Description
CHAPTER ONE
1.0 INTRODUCTION
1.1 BACKGROUND OF THE STUDY
Starch can be obtained from cassava, sorghum, maize, and potatoes. But this project focuses on the production of starch; from cassava. Starch can be cross-linked, a product that is suitable for noodles, salad cream, custard making. Normally, it is easier to make this product from corm and potato, but cassava which is readily available and cheap can be employ to meet the demand of the people.
Cassava is a single species, manihot esculent crantz (Synonyms with mainhot utilissmapole). It is a tuberous dicotyledous plant, belonging to the botanical family. The cassava plant contains latifiers and product latex. The cassava tubers contain mainly water and carbohydrate with water having a greater proportion and a small significant amount of cyanogenic glycoside (Prussic acid) of all constituents of cassava tubers. It is an important food crop in tropical countries such as Brazil, Nigeria, Indonesia and Thailand.
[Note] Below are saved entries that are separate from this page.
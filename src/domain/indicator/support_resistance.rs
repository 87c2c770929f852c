//! Support/resistance level detection.
//!
//! A bar's high (low) is a candidate level when it is the extreme of the
//! centred `window` around it. A candidate is kept when at least `touches`
//! bars within `window` on either side come within `tolerance` (fraction of
//! the level) of it. Levels are then split around the latest close; the
//! nearest one below is the support and the nearest one above is the
//! resistance.
//!
//! Warmup: 2 * window + 1 bars.

use crate::domain::indicator::IndicatorValue;
use crate::domain::ohlcv::Bar;

pub const DEFAULT_TOLERANCE: f64 = 0.002;

fn count_touches(values: &[f64], center: usize, window: usize, level: f64, tolerance: f64) -> usize {
    let start = center.saturating_sub(window);
    let end = (center + window).min(values.len());
    values[start..end]
        .iter()
        .filter(|v| (*v - level).abs() <= level * tolerance)
        .count()
}

/// All detected levels, sorted ascending and deduplicated.
pub fn detect_levels(bars: &[Bar], window: usize, touches: usize, tolerance: f64) -> Vec<f64> {
    if window == 0 || bars.len() < 2 * window + 1 {
        return Vec::new();
    }

    let highs: Vec<f64> = bars.iter().map(|b| b.high).collect();
    let lows: Vec<f64> = bars.iter().map(|b| b.low).collect();
    let half = window / 2;
    let mut levels = Vec::new();

    for i in window..bars.len() - window {
        let lo = i - half;
        let hi = (lo + window).min(bars.len());

        let local_high = highs[lo..hi].iter().copied().fold(f64::MIN, f64::max);
        if highs[i] == local_high
            && count_touches(&highs, i, window, highs[i], tolerance) >= touches
        {
            levels.push(highs[i]);
        }

        let local_low = lows[lo..hi].iter().copied().fold(f64::MAX, f64::min);
        if lows[i] == local_low && count_touches(&lows, i, window, lows[i], tolerance) >= touches
        {
            levels.push(lows[i]);
        }
    }

    levels.sort_by(f64::total_cmp);
    levels.dedup();
    levels
}

pub fn calculate_support_resistance(
    bars: &[Bar],
    window: usize,
    touches: usize,
    tolerance: f64,
) -> Option<IndicatorValue> {
    if window == 0 || bars.len() < 2 * window + 1 {
        return None;
    }
    let price = bars.last()?.close;
    let levels = detect_levels(bars, window, touches, tolerance);

    let support = levels.iter().copied().filter(|l| *l < price).last();
    let resistance = levels.iter().copied().find(|l| *l > price);
    Some(IndicatorValue::Levels {
        support,
        resistance,
    })
}
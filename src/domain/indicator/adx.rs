//! Average Directional Index (Wilder).
//!
//! +DM = high - prev_high when it exceeds prev_low - low (and is positive), else 0.
//! -DM = prev_low - low when it exceeds high - prev_high (and is positive), else 0.
//! TR, +DM and -DM are Wilder-smoothed over n; +DI/-DI = 100 * DM / TR.
//! DX = 100 * |+DI - -DI| / (+DI + -DI); ADX is the Wilder average of DX.
//!
//! Warmup: 2n bars (n changes to seed the DIs, n DX values to seed ADX).

use crate::domain::indicator::IndicatorValue;
use crate::domain::ohlcv::Bar;

pub fn calculate_adx(bars: &[Bar], period: usize) -> Option<IndicatorValue> {
    if period == 0 || bars.len() < 2 * period {
        return None;
    }

    let mut tr = Vec::with_capacity(bars.len() - 1);
    let mut plus_dm = Vec::with_capacity(bars.len() - 1);
    let mut minus_dm = Vec::with_capacity(bars.len() - 1);
    for pair in bars.windows(2) {
        let (prev, cur) = (&pair[0], &pair[1]);
        let up = cur.high - prev.high;
        let down = prev.low - cur.low;
        plus_dm.push(if up > down && up > 0.0 { up } else { 0.0 });
        minus_dm.push(if down > up && down > 0.0 { down } else { 0.0 });
        tr.push(cur.true_range(prev.close));
    }

    let mut s_tr: f64 = tr[..period].iter().sum();
    let mut s_plus: f64 = plus_dm[..period].iter().sum();
    let mut s_minus: f64 = minus_dm[..period].iter().sum();

    let directional = |s_tr: f64, s_plus: f64, s_minus: f64| -> (f64, f64, f64) {
        if s_tr == 0.0 {
            return (0.0, 0.0, 0.0);
        }
        let plus_di = 100.0 * s_plus / s_tr;
        let minus_di = 100.0 * s_minus / s_tr;
        let sum = plus_di + minus_di;
        let dx = if sum == 0.0 {
            0.0
        } else {
            100.0 * (plus_di - minus_di).abs() / sum
        };
        (plus_di, minus_di, dx)
    };

    let (mut plus_di, mut minus_di, first_dx) = directional(s_tr, s_plus, s_minus);
    let mut dx_values = vec![first_dx];

    for i in period..tr.len() {
        let p = period as f64;
        s_tr = s_tr - s_tr / p + tr[i];
        s_plus = s_plus - s_plus / p + plus_dm[i];
        s_minus = s_minus - s_minus / p + minus_dm[i];
        let (pdi, mdi, dx) = directional(s_tr, s_plus, s_minus);
        plus_di = pdi;
        minus_di = mdi;
        dx_values.push(dx);
    }

    if dx_values.len() < period {
        return None;
    }
    let mut adx = dx_values[..period].iter().sum::<f64>() / period as f64;
    for dx in &dx_values[period..] {
        adx = (adx * (period - 1) as f64 + dx) / period as f64;
    }

    Some(IndicatorValue::Adx {
        adx,
        plus_di,
        minus_di,
    })
}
The roots of the cassava are rich in starch and are consumed as human food or animal feed.
Cassava (Mainhot esclenta crantz) is a major food crop in Nigeria. Supplying about 70% of it daily alone of over 50 million people in Nigeria. It is the most important crop in term of population and has also been estimated that cassava provides food for over 500 million people in the world.
The consumption of cassava has currently been on the increase and Nigeria has the largest cassava producer in the world since 1989.
Fig. 1 Cassava
1.1.2 ORIGIN, TYPES AND COMPOSITION OF CASSAVA STARCH
Cassava is a staple crop that is particularly important in South America, America and African countries. It is a perennial shrub that grows to approximately 2 meters tall and has the ability to grow on a marginal land in low nutrient soil where other crops do not grow well. It is also fairly drought tolerant. It is grown for its enlarged starch rich tuberous roots.
Although cassava is a staple crop, it is poisonous in it raw state as the plant contains Cyanogenic Glucoside. These Glucosides are converted to HCN by enzymes called Linamanase which is present in cassava and acts on the glucosides when the plant cell are ruptured during consumption stage.
The amount of cyanide contain in cassava depends on the variety and stage of the cassava. There are two types of cassava.
Bitter cassava (Manihot Utilissiana)
Sweet cassava (Manihot Patinate)
The cassava (Manihot esculent a Crantz) is cultivated mainly in the tropic and sub-tropic regions of the world, over a wide range of environmental and soil conditions. It is tolerant of insect pests and diseases, and it very tolerant of drought and Heat Street.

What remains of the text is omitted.